Stored data entries:
━━━━━━━━━━━━━━━━

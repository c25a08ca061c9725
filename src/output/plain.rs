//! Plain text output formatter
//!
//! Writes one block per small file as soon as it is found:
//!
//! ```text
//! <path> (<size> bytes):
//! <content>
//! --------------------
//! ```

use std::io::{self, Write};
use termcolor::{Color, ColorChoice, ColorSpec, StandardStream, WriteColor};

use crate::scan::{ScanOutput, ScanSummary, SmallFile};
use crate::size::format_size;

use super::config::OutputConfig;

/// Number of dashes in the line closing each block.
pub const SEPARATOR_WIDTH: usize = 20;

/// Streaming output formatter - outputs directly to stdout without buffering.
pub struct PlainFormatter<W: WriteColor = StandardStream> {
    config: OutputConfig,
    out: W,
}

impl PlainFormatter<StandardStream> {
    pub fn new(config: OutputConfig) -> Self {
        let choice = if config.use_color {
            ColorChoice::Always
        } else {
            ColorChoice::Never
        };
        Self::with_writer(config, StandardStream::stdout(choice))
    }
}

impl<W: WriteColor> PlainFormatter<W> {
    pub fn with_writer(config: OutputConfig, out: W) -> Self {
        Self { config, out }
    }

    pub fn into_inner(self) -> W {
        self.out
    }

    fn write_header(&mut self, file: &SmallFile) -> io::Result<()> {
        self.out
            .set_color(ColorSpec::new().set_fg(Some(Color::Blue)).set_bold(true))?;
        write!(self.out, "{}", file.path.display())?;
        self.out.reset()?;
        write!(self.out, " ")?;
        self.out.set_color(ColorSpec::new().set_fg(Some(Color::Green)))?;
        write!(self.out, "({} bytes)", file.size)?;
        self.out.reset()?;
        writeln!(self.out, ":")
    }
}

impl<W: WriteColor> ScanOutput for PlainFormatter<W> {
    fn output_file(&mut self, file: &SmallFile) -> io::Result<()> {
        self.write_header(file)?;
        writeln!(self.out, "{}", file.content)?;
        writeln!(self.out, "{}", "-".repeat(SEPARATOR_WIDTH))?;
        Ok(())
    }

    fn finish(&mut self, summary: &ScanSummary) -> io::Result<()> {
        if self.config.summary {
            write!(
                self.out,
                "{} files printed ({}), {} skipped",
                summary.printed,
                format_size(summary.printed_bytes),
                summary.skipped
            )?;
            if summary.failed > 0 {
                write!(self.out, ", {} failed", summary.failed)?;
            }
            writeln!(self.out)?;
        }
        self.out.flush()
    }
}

━━━━━━━━━━━━━━━━

> **Problem details**
Reproduce the data verbatim, line for line.

> **Solution for this exercise**
repository c25a08ca061c9725
filename src/output/plain.rs
//! Plain text output formatter
//!
//! Writes one block per small file as soon as it is found:
//!
//! ```text
//! <path> (<size> bytes):
//! <content>
//! --------------------
//! ```

use std::io::{self, Write};
use termcolor::{Color, ColorChoice, ColorSpec, StandardStream, WriteColor};

use crate::scan::{ScanOutput, ScanSummary, SmallFile};
use crate::size::format_size;

use super::config::OutputConfig;

/// Number of dashes in the line closing each block.
pub const SEPARATOR_WIDTH: usize = 20;

/// Streaming output formatter - outputs directly to stdout without buffering.
pub struct PlainFormatter<W: WriteColor = StandardStream> {
    config: OutputConfig,
    out: W,
}

impl PlainFormatter<StandardStream> {
    pub fn new(config: OutputConfig) -> Self {
        let choice = if config.use_color {
            ColorChoice::Always
        } else {
            ColorChoice::Never
        };
        Self::with_writer(config, StandardStream::stdout(choice))
    }
}

impl<W: WriteColor> PlainFormatter<W> {
    pub fn with_writer(config: OutputConfig, out: W) -> Self {
        Self { config, out }
    }

    pub fn into_inner(self) -> W {
        self.out
    }

    fn write_header(&mut self, file: &SmallFile) -> io::Result<()> {
        self.out
            .set_color(ColorSpec::new().set_fg(Some(Color::Blue)).set_bold(true))?;
        write!(self.out, "{}", file.path.display())?;
        self.out.reset()?;
        write!(self.out, " ")?;
        self.out.set_color(ColorSpec::new().set_fg(Some(Color::Green)))?;
        write!(self.out, "({} bytes)", file.size)?;
        self.out.reset()?;
        writeln!(self.out, ":")
    }
}

impl<W: WriteColor> ScanOutput for PlainFormatter<W> {
    fn output_file(&mut self, file: &SmallFile) -> io::Result<()> {
        self.write_header(file)?;
        writeln!(self.out, "{}", file.content)?;
        writeln!(self.out, "{}", "-".repeat(SEPARATOR_WIDTH))?;
        Ok(())
    }

    fn finish(&mut self, summary: &ScanSummary) -> io::Result<()> {
        if self.config.summary {
            write!(
                self.out,
                "{} files printed ({}), {} skipped",
                summary.printed,
                format_size(summary.printed_bytes),
                summary.skipped
            )?;
            if summary.failed > 0 {
                write!(self.out, ", {} failed", summary.failed)?;
            }
            writeln!(self.out)?;
        }
        self.out.flush()
    }
}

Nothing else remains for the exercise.